I don't think I could have orchestrated a better time if I had the power to plan it all out myself. One of my co-workers mentioned how I seemed to "look good for a Monday" the day I got back, and I've no doubt that it was due in part to the great time with great people. I really wish I had another vacation in the works. If my promotion goes through and the cash flow increases, it's a possibility, but we'll have to see.

Tuesday, March 15, 2016

*bud ump Drumpf*

I hightail it out of town to DC on Friday for VPA's and Maybelline's wedding. I'm of course jazzed to see my best amigo marry his sweetheart, but know of at least one person going who will put a mild damper on the event: my old roommate, Cora, whom I basically severed ties with after asking her and her boyfriend to move out some five years ago. I haven't really spoken to her since, but she FB'd me yesterday asking if I'd already booked my room, and I was like, "Yup. See you there!" I should probably take a cue from the Real Housewives of Whatever, and just let bygones be bygones.
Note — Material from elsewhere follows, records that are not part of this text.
#[derive(Debug, Subcommand)]
enum Commands {
    /// Write screenshots for a new or replayed frame set.
    #[command(
        about = "Sample aligned screenshots",
        after_help = "Examples:\n  shotalign sample --sources sources.json --out screenshots --count 12\n  shotalign sample bd.mkv dvd.mkv --out screenshots --seed 7 --ext jpg"
    )]
    Sample {
        #[command(flatten)]
        sources: SourceArgs,
        #[command(flatten)]
        selection: SelectionArgs,
        /// Screenshots root; each run gets its own timestamped directory.
        #[arg(long, default_value = "screenshots")]
        out: PathBuf,
        /// Output image extension (png, jpg, bmp, tiff, webp).
        #[arg(long, default_value = "png")]
        ext: String,
        /// Process sources in parallel (requires the `rayon` feature).
        #[arg(long)]
        parallel: bool,
        /// Print the run summary as JSON.
        #[arg(long)]
        json: bool,
    },

    /// Show which screenshots a run would take, without decoding.
    #[command(about = "Dry-run the frame mapping")]
    Plan {
        #[command(flatten)]
        sources: SourceArgs,
        #[command(flatten)]
        selection: SelectionArgs,
        /// Screenshots root, used to find the history ledger.
        #[arg(long, default_value = "screenshots")]
        out: PathBuf,
        /// Print the plan as JSON.
        #[arg(long)]
        json: bool,
    },

    /// List, import, and prune frame-set history.
    #[command(about = "Manage sampling history")]
    History {
        /// Screenshots root.
        #[arg(long, default_value = "screenshots")]
        out: PathBuf,
        /// History ledger. Defaults to history.json in the output root.
        #[arg(long)]
        history_file: Option<PathBuf>,
        /// Import run directories missing from the ledger.
        #[arg(long)]
        scan: bool,
        /// Drop entries whose run directory was deleted.
        #[arg(long)]
        prune: bool,
        /// Print entries as JSON.
        #[arg(long)]
        json: bool,
    },

    /// Map reference frames onto one source clock.
    #[command(
        about = "Map reference frames to source frames",
        after_help = "Examples:\n  shotalign map --source-fps 29.97 --offset 332 52986\n  shotalign map --reference-fps 23.976 --source-fps 25 --tolerance 2 --total 40000 100 200"
    )]
    Map {
        /// Reference clock rate (e.g. 25, 23.976, 24000/1001).
        #[arg(long, default_value = "25", value_parser = parse_frame_rate_arg)]
        reference_fps: f64,
        /// Source clock rate.
        #[arg(long, value_parser = parse_frame_rate_arg)]
        source_fps: f64,
        /// Source frames added after conversion.
        #[arg(long, default_value_t = 0, allow_hyphen_values = true)]
        offset: i64,
        /// Frames captured on each side.
        #[arg(long, default_value_t = 0)]
        tolerance: u32,
        /// Source frame count, to clip windows.
        #[arg(long)]
        total: Option<u64>,
        /// Reference frames to map.
        #[arg(required = true)]
        frames: Vec<u64>,
        /// Print the mapping as JSON.
        #[arg(long)]
        json: bool,
    },

    /// Generate shell completion scripts.
    #[command(about = "Generate shell completions")]
    Completions {
        /// Target shell.
        shell: Shell,
    },
}

fn parse_frame_rate_arg(value: &str) -> Result<f64, String> {
    parse_frame_rate(value).map_err(|error| error.to_string())
}

fn parse_image_format(value: &str) -> Option<ImageFormat> {
    ImageFormat::from_extension(value.trim_start_matches('.').to_ascii_lowercase())
        .filter(|format| format.can_write())
}

fn init_logging(verbose: bool) {
    if !verbose {
        return;
    }
    let filter = EnvFilter::try_from_default_env().unwrap_or_else(|_| EnvFilter::new("shotalign=debug"));
    let _ = tracing_subscriber::registry()
        .with(filter)
        .with(tracing_subscriber::fmt::layer().with_writer(std::io::stderr))
        .try_init();
}

fn apply_global_options(global: &GlobalOptions) {
    init_logging(global.verbose);
    if let Some(level) = global.log_level {
        shotalign::set_ffmpeg_log_level(level);
    }
}

fn load_sources(args: &SourceArgs) -> Result<Vec<VideoSource>, Box<dyn std::error::Error>> {
    let mut sources = match &args.sources {
        Some(manifest) => load_manifest(manifest)?,
        None => Vec::new(),
    };
    sources.extend(args.inputs.iter().map(VideoSource::new));

    if sources.is_empty() {
        return Err("no sources given (use --sources or list video files)".into());
    }
    Ok(sources)
}

fn history_path(out: &Path, history_file: &Option<PathBuf>) -> PathBuf {
    history_file
        .clone()
        .unwrap_or_else(|| out.join(HISTORY_FILE_NAME))
}

fn select_frames(
    job: &SamplingJob,
    sources: &[VideoSource],
    selection: &SelectionArgs,
    history: &HistoryStore,
) -> Result<FrameSet, Box<dyn std::error::Error>> {
    if let Some(frames) = &selection.frames {
        return Ok(FrameSet::from_frames(frames.clone()));
    }

    let mut generator = match selection.seed {
        Some(seed) => FrameSetGenerator::with_seed(seed),
        None => FrameSetGenerator::new(),
    };

    if let Some(entry) = history_entry(history, selection)? {
        return Ok(generator.replay(entry));
    }

    let total_frames = job.reference_total_frames(sources)?;
    Ok(generator.generate(total_frames, selection.count, selection.start, selection.end)?)
}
And I'm sure I will. I was just hoping it would be all or mostly people I'm looking forward to seeing.

That also brings us to the couple so not-of-the-hour, Sean (my ex) and Darryl. A part of me sincerely hopes that can't scrounge up the cash to both make the trip and book the hotel, but who knows.

I do know that Aaron will be there, and his flight home doesn't leave until late on Sunday, so we have pledged to go day-drinking together. After all the sister side stank-eye I'm going to be giving at the wedding, Lawt knows I'll need a liquid respite. If nothing else, I'm just happy to have a little break in my normal routine, a bit pricey though it is.

And speaking of prices, mine might just go up! My boss spoke to me for a second time about promoting me to a supervisor position. The first time, I declined because I just didn't feel I had the bandwidth. But last week when she asked me again, and after I had realized I was pretty much already doing the job, I was all in. She has to review it with my VP, and we didn't talk money, but I'm hoping for something that will silence the credit card lambs a bit. I just can't bear to be without my La Mer and Uber.